Mexican public favors military use, U.S. aid to fight drug cartels
On Monday, the Mexican military captured Miguel Angel Treviño Morales, leader of the Zetas, one of the major Mexican drug cartels. Treviño Morales is wanted in Mexico and the United States for charges of drug trafficking, murder, torture, kidnapping and extortion, among other crimes. Mexican armed forces made the arrest early Monday morning after a prolonged investigation, helped in part by U.S. intelligence.

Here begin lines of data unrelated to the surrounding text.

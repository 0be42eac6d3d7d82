use crate::deals::{FailureRecord, ManifestSegment, PendingSnapshot, PieceManifest, Proposal};
use crate::rpc::{ClientError, ClientResult};
use serde::Deserialize;

/// Every Spade response is wrapped like this; `response_code` mirrors the HTTP status.
#[derive(Debug, Deserialize)]
pub struct Envelope<T> {
    pub response_code: i64,
    #[serde(default)]
    pub request_id: Option<String>,
    #[serde(default)]
    pub error_code: Option<i64>,
    #[serde(default)]
    pub error_slug: Option<String>,
    #[serde(default)]
    pub error_lines: Vec<String>,
    #[serde(default)]
    pub info_lines: Vec<String>,
    pub response: Option<T>,
}

impl<T> Envelope<T> {
    pub fn is_error(&self) -> bool {
        self.response_code >= 400
    }

    fn rejection(&self) -> String {
        let slug = self.error_slug.as_deref().unwrap_or("error");
        if self.error_lines.is_empty() {
            format!("{slug} (code {})", self.response_code)
        } else {
            format!("{slug}: {}", self.error_lines.join("; "))
        }
    }

    pub fn into_result(self, op: &str) -> ClientResult<T> {
        if self.is_error() {
            return Err(ClientError::rejected(op, self.rejection()));
        }
        for line in &self.info_lines {
            tracing::debug!(op, info = %line, "spade info");
        }
        self.response
            .ok_or_else(|| ClientError::rejected(op, "response envelope carried no payload"))
    }
}

#[derive(Debug, Deserialize)]
pub struct WireProposal {
    pub deal_proposal_id: String,
    #[serde(default)]
    pub deal_proposal_cid: Option<String>,
    #[serde(default)]
    pub hours_remaining: i64,
    #[serde(default)]
    pub piece_size: u64,
    pub piece_cid: String,
    #[serde(default)]
    pub tenant_id: Option<i16>,
    #[serde(default)]
    pub tenant_client_id: Option<String>,
    #[serde(default)]
    pub deal_start_epoch: Option<i64>,
    #[serde(default)]
    pub deal_start_time: Option<String>,
    #[serde(default)]
    pub data_sources: Vec<String>,
}

impl From<WireProposal> for Proposal {
    fn from(w: WireProposal) -> Self {
        Self {
            proposal_id: w.deal_proposal_id,
            piece_cid: w.piece_cid,
            piece_size: w.piece_size,
            hours_remaining: w.hours_remaining,
            sources: w.data_sources,
            tenant_id: w.tenant_id,
            tenant_client: w.tenant_client_id,
            start_epoch: w.deal_start_epoch,
            start_time: w.deal_start_time,
        }
    }
}

#[derive(Debug, Deserialize)]
pub struct WireFailure {
    pub piece_cid: String,
    #[serde(default)]
    pub deal_proposal_id: Option<String>,
    #[serde(default)]
    pub error: String,
    #[serde(default, alias = "timestamp")]
    pub error_timestamp: Option<String>,
}

impl From<WireFailure> for FailureRecord {
    fn from(w: WireFailure) -> Self {
        Self {
            piece_cid: w.piece_cid,
            proposal_id: w.deal_proposal_id.filter(|id| !id.is_empty()),
            error: w.error,
            timestamp: w.error_timestamp,
        }
    }
}

#[derive(Debug, Deserialize)]
pub struct PendingProposals {
    #[serde(default)]
    pub recent_failures: Vec<WireFailure>,
    #[serde(default)]
    pub pending_proposals: Vec<WireProposal>,
}

impl From<PendingProposals> for PendingSnapshot {
    fn from(w: PendingProposals) -> Self {
        Self {
            proposals: w.pending_proposals.into_iter().map(Proposal::from).collect(),
            failures: w.recent_failures.into_iter().map(FailureRecord::from).collect(),
        }
    }
}

/// A piece the provider may reserve.
#[derive(Debug, Clone, Deserialize)]
pub struct EligiblePiece {
    pub piece_cid: String,
    #[serde(default)]
    pub padded_piece_size: u64,
    #[serde(default)]
    pub tenants: Vec<i16>,
    #[serde(default)]
    pub sample_request_cmd: Option<String>,
    #[serde(default)]
    pub sources: Vec<String>,
}

#[derive(Debug, Deserialize)]
pub struct WireSegment {
    pub piece_cid: String,
    #[serde(default)]
    pub sources: Vec<String>,
}

#[derive(Debug, Deserialize)]
pub struct WireManifest {
    #[serde(default)]
    pub piece_cid: Option<String>,
    #[serde(default)]
    pub piece_list: Vec<WireSegment>,
}

impl From<WireManifest> for PieceManifest {
    fn from(w: WireManifest) -> Self {
        Self {
            piece_cid: w.piece_cid,
            segments: w
                .piece_list
                .into_iter()
                .map(|s| ManifestSegment {
                    piece_cid: s.piece_cid,
                    sources: s.sources,
                })
                .collect(),
        }
    }
}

According to a Pew Research Center poll conducted in March, the Mexican public broadly supports using such tactics for pursuing drug traffickers. More than eight-in-ten favor employing the Mexican army to fight the drug cartels. Just 13% oppose.
In addition, Mexicans welcome U.S. help through the training of police and military (74% support) or by providing money and weapons (55%). A majority (59%) opposes, however, the deployment of U.S. troops within their country to assist in the fight.
The arrest of Treviño Morales is the first major blow against the drug cartels under new president Enrique Peña Nieto’s administration. During his campaign for office, Peña Nieto promised to make significant progress in the fight against drug traffickers. In the March survey conducted before Treviño Morales’s arrest, just 47% of the Mexican public approved of Peña Nieto’s handling of organized crime and drug trafficking, while 45% disapproved. But whether the big arrest will reduce drug-related violence – or improve Peña Nieto’s approval rating – is still too early to tell. Treviño Morales’s removal leaves Joaquin “El Chapo” Guzman, the leader of the Sinaloa Cartel, in a stronger position to challenge the Zeta’s dominance in Eastern Mexico.
Katie Simmons is an associate director of research at Pew Research Center.